On the face of it, this seems difficult to argue with. Fewer people are going to church, church buildings are being closed and sold off up and down the land and therefore organised religion must be in decline. However, I think that the picture is complex. In particular, within the three largest church denominations there is clear and obvious decline in all of them but the reasons for, and the character of that decline, seem to me to be quite different across those churches.

Let’s take them one by one.

Firstly, my own denomination, the Scottish Episcopal Church. There is no doubt that the numbers of Episcopalians are declining though they have been doing so since about the 1920s. What is the nature of the decline here at this time though? Certainly, we’ve had problems within our senior leadership in recent years and that isn’t limited to one high profile case in one diocese. For several different reasons, some of our dioceses have had patterns of stable leadership disrupted in recent times. Now, whilst it is not my belief that bishops are solely responsible for either decline or growth in their dioceses, for a church which names the Episcopate as its defining characteristic in its name, this must matter.

It is very difficult to understand how many members of the Scottish Episcopal Church there actually are. The number of communicants on a Sunday has been steadily declining. The number of non-communicants who have some kind of adherence to the church has dropped off incredibly fast. However, the number of people in the Scottish census who claim to be Anglican or Episcopalian or who claim to belong to church with which we are in full communion is very significantly higher. As with all the church denominations that I’m discussing in this article, there are churches which buck the trend and are growing and attracting new worshippers. We find it very difficult to celebrate such successes and very difficult to learn from them. Not paying attention to what is working seems to me to be characteristic of decline. Many people I know in the Scottish Episcopal Church are quite upbeat though, notwithstanding the terrible statistics that we report each year. (And we’ll ignore the cries of those who want to count the dog training classes in the church hall as reasons to pay no attention to the decline of people actually turning up to worship God). The upbeat mood is partly because I think that quite a lot of clergy really do believe that the SEC has what many religious people in Scotland need right now. Liturgical worship and ethical values that align with the population are a great starting point. However, the quality of our worship is something we find difficult to talk about and our inability to communicate to local populations that something that will give them life in all its fullness is right on their doorstep is part of our story. I don’t think that continuing decline at current rates is inevitable but we need life-changing worship and a clearer narrative if things are going to change for the better.
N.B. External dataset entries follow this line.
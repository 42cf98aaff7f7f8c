//! Scalar type, tolerances and unit constants shared by the kernel and the parts.

use core::str::FromStr;
use std::sync::OnceLock;

// Re-export parry for the f64 scalar
pub use parry3d_f64 as parry3d;

/// Scalar used for every coordinate in the crate.
pub type Real = f64;

/// Linear tolerance for plane classification and degenerate-edge checks.
pub const EPSILON: Real = 1e-5;

/// Lazily-initialized tolerance used when comparing derived part dimensions.
///  1) **Build-time**: set env var `FIXTUREGEN_TOLERANCE` (e.g. `FIXTUREGEN_TOLERANCE=1e-6`)
///  2) **Runtime**: call [`set_tolerance`] once before building any part
static TOLERANCE_CELL: OnceLock<Real> = OnceLock::new();

const DEFAULT_TOLERANCE: Real = 1e-6;

/// Returns the current tolerance value.
pub fn tolerance() -> Real {
    *TOLERANCE_CELL.get_or_init(|| {
        if let Some(environment_variable) = option_env!("FIXTUREGEN_TOLERANCE") {
            if let Ok(value) = Real::from_str(environment_variable) {
                return value.max(Real::EPSILON);
            }
        }
        DEFAULT_TOLERANCE
    })
}

/// Set the tolerance programmatically once (subsequent calls are ignored).
pub fn set_tolerance(value: Real) {
    let _ = TOLERANCE_CELL.set(value.max(Real::EPSILON));
}

/// Archimedes' constant (π)
pub const PI: Real = core::f64::consts::PI;
/// π/2
pub const FRAC_PI_2: Real = core::f64::consts::FRAC_PI_2;
/// The full circle constant (τ)
pub const TAU: Real = core::f64::consts::TAU;
/// 1/√2, the 45° projection factor used all over the arm geometry
pub const FRAC_1_SQRT_2: Real = core::f64::consts::FRAC_1_SQRT_2;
The Scottish Episcopal Church has been the third largest church in Scotland for a long time. The next largest has traditionally been the Roman Catholic Church though that may change depending on how you count. It wouldn’t surprise me if there were more Roman Catholics at mass on a Sunday than there are members of the Church of Scotland at worship. And I’m sure that it is the case that there are more people receiving communion from the Roman Catholic Church in Scotland than from the Church of Scotland. See what I mean about it being difficult to know how to count Christians?
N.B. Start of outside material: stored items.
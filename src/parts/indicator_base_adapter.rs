//! Crude adapter that mounts the printed adjustable arm on the magnetic
//! base of an ordinary indicator holder, using two fasteners through a
//! rounded, chamfered block.

use crate::errors::PartError;
use crate::float_types::Real;
use crate::parts::{Body, Part, Resolution, Solid, fits, non_negative, positive};
use crate::sketch::Sketch;
use crate::traits::CSG;
use serde::Deserialize;

#[derive(Debug, Clone, PartialEq, Deserialize)]
#[serde(default, deny_unknown_fields)]
pub struct Params {
    pub width: Real,
    pub length: Real,
    pub height: Real,
    /// Rounding of the vertical edges.
    pub corner_radius: Real,
    /// Chamfer around the top and bottom faces.
    pub chamfer: Real,
    pub base_hole_radius: Real,
    /// Y position of the base fastener clearance hole.
    pub base_hole_y: Real,
    pub arm_shaft_radius: Real,
    /// Y position of the arm fastener and its hex pocket.
    pub arm_hole_y: Real,
    pub arm_hex_across_flats: Real,
    pub arm_hex_depth: Real,
}

impl Default for Params {
    fn default() -> Self {
        Self {
            width: 30.0,
            length: 40.0,
            height: 12.5,
            corner_radius: 3.0,
            chamfer: 1.0,
            base_hole_radius: 4.0,
            base_hole_y: -7.5,
            arm_shaft_radius: 3.25,
            arm_hole_y: 7.5,
            arm_hex_across_flats: 12.0,
            arm_hex_depth: 4.2,
        }
    }
}

pub struct BaseAdapter;

impl Part for BaseAdapter {
    const NAME: &'static str = "indicator_base_adapter";
    type Params = Params;

    fn build(p: &Params, res: &Resolution) -> Result<Vec<Body>, PartError> {
        res.validate()?;
        const PART: &str = BaseAdapter::NAME;
        positive(PART, "width", p.width)?;
        positive(PART, "length", p.length)?;
        positive(PART, "height", p.height)?;
        non_negative(PART, "corner_radius", p.corner_radius)?;
        non_negative(PART, "chamfer", p.chamfer)?;
        positive(PART, "base_hole_radius", p.base_hole_radius)?;
        positive(PART, "arm_shaft_radius", p.arm_shaft_radius)?;
        positive(PART, "arm_hex_across_flats", p.arm_hex_across_flats)?;
        positive(PART, "arm_hex_depth", p.arm_hex_depth)?;
        fits(
            PART,
            "corner radius",
            2.0 * p.corner_radius,
            "block width",
            p.width.min(p.length),
        )?;
        fits(PART, "chamfers", 2.0 * p.chamfer, "block height", p.height)?;
        if p.chamfer > 0.0 {
            fits(PART, "chamfer", p.chamfer, "corner radius", p.corner_radius)?;
        }
        fits(PART, "arm hex pocket", p.arm_hex_depth, "block height", p.height)?;
        fits(
            PART,
            "arm shaft",
            p.arm_shaft_radius * 2.0,
            "arm hex pocket",
            p.arm_hex_across_flats,
        )?;
        fits(
            PART,
            "holes",
            p.base_hole_radius + p.arm_hex_across_flats / 2.0,
            "hole spacing",
            (p.arm_hole_y - p.base_hole_y).abs(),
        )?;
        let (half_width, half_length) = (p.width / 2.0, p.length / 2.0);
        fits(
            PART,
            "base hole",
            p.base_hole_y.abs() + p.base_hole_radius,
            "block half length",
            half_length,
        )?;
        fits(
            PART,
            "arm hex pocket",
            p.arm_hole_y.abs() + p.arm_hex_across_flats / 2.0,
            "block half length",
            half_length,
        )?;
        // hex corners point along X
        let hex_circumradius = p.arm_hex_across_flats / 3.0_f64.sqrt();
        fits(
            PART,
            "holes",
            p.base_hole_radius.max(hex_circumradius),
            "block half width",
            half_width,
        )?;

        let block = chamfered_block(p, res)?;

        // cutters overshoot the faces they open onto
        let through = |radius: Real, y: Real| {
            Sketch::circle(radius, res.segments, None)
                .extrude(p.height + 2.0)
                .translate(0.0, y, -1.0)
        };
        let hex = Sketch::hexagon_across_flats(p.arm_hex_across_flats, None)
            .extrude(p.arm_hex_depth + 1.0)
            .translate(0.0, p.arm_hole_y, -1.0);

        let adapter = block.difference_all(&[
            through(p.base_hole_radius, p.base_hole_y),
            through(p.arm_shaft_radius, p.arm_hole_y),
            hex,
        ]);
        Ok(vec![Body::new("adapter", adapter)])
    }
}

/// Rounded block standing on z = 0 whose top and bottom outlines are
/// chamfered: two lofted bands around a straight extrusion.
fn chamfered_block(p: &Params, res: &Resolution) -> Result<Solid, PartError> {
    let corners = res.corner_segments();
    let outline = Sketch::rounded_rectangle(p.width, p.length, p.corner_radius, corners, None);
    let c = p.chamfer;
    if c <= 0.0 {
        return Ok(outline.extrude(p.height));
    }
    let inset = Sketch::rounded_rectangle(
        p.width - 2.0 * c,
        p.length - 2.0 * c,
        p.corner_radius - c,
        corners,
        None,
    );

    let bottom = inset.loft(&outline, c)?;
    let middle = outline.extrude(p.height - 2.0 * c).translate(0.0, 0.0, c);
    let top = outline.loft(&inset, c)?.translate(0.0, 0.0, p.height - c);
    Ok(bottom.union(&middle).union(&top))
}

#[cfg(test)]
mod tests {
    use super::*;

    #[test]
    fn chamfer_needs_a_larger_corner_radius() {
        let p = Params {
            corner_radius: 1.0,
            chamfer: 1.5,
            ..Default::default()
        };
        assert!(matches!(
            BaseAdapter::build(&p, &Resolution::draft()),
            Err(PartError::DoesNotFit { feature: "chamfer", .. })
        ));
    }

    #[test]
    fn corner_radius_is_limited_by_the_block() {
        let p = Params {
            corner_radius: 20.0,
            ..Default::default()
        };
        assert!(matches!(
            BaseAdapter::build(&p, &Resolution::draft()),
            Err(PartError::DoesNotFit { feature: "corner radius", .. })
        ));
    }

    #[test]
    fn holes_must_stay_inside_the_block() {
        let p = Params {
            base_hole_y: -18.0,
            ..Default::default()
        };
        assert!(matches!(
            BaseAdapter::build(&p, &Resolution::draft()),
            Err(PartError::DoesNotFit { feature: "base hole", .. })
        ));

        let p = Params {
            arm_hole_y: 16.0,
            ..Default::default()
        };
        assert!(matches!(
            BaseAdapter::build(&p, &Resolution::draft()),
            Err(PartError::DoesNotFit { feature: "arm hex pocket", .. })
        ));
    }

    #[test]
    fn sharp_block_without_chamfer() {
        let p = Params {
            corner_radius: 0.0,
            chamfer: 0.0,
            ..Default::default()
        };
        let block = chamfered_block(&p, &Resolution::draft()).expect("plain block");
        assert!((block.volume() - 30.0 * 40.0 * 12.5).abs() < 1e-6);
    }
}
The Roman Catholic Church has been declining in Scotland for some time as it has in most Western countries. Abuse scandals here and abroad have rocked confidence in the hierarchy of the church. Decline is real. People are not going to mass as they used to do and again, local churches are being closed down and sold off. However the Roman Catholic Church has its own distinctive pattern of decline. As an outsider, one of the things that I see most strongly is that there is a stronger cultural tie within Roman Catholic Communities than there is in other denominations. What that means is that those who grew up Roman Catholic are still quite likely to describe themselves as Roman Catholic long after they’ve stopped going to church. I suspect that members of the Church of Scotland who stop going, stop thinking of themselves as part of the Kirk much more readily. The Roman Catholic Church also benefits from the immigration of Roman Catholics from many different parts of the world. Congregations, particularly in the cities, are eclectic and diverse. The Pope’s emphasis on Mercy is a way of speaking which is beginning to change how people think about that church. It speaks well to Roman Catholics who have lost touch with parish life. Recent attempts to introduce synodality into the church – a more consultative way of being the church, have yet to see any fruit, but who knows…maybe there are glimpses of something fresh and new in those conversations. However, the Roman Catholic Church has within it its own worst enemies. Far-right populist Roman Catholicism seems on the rise. It doesn’t attract people like me but then it isn’t aimed at attracting people like me. The Roman Catholic Church has as its named charism the unity of a truly catholic gathered people. Unfortunately, that very ethos is challenged by division and factionalism that could put protestants to shame.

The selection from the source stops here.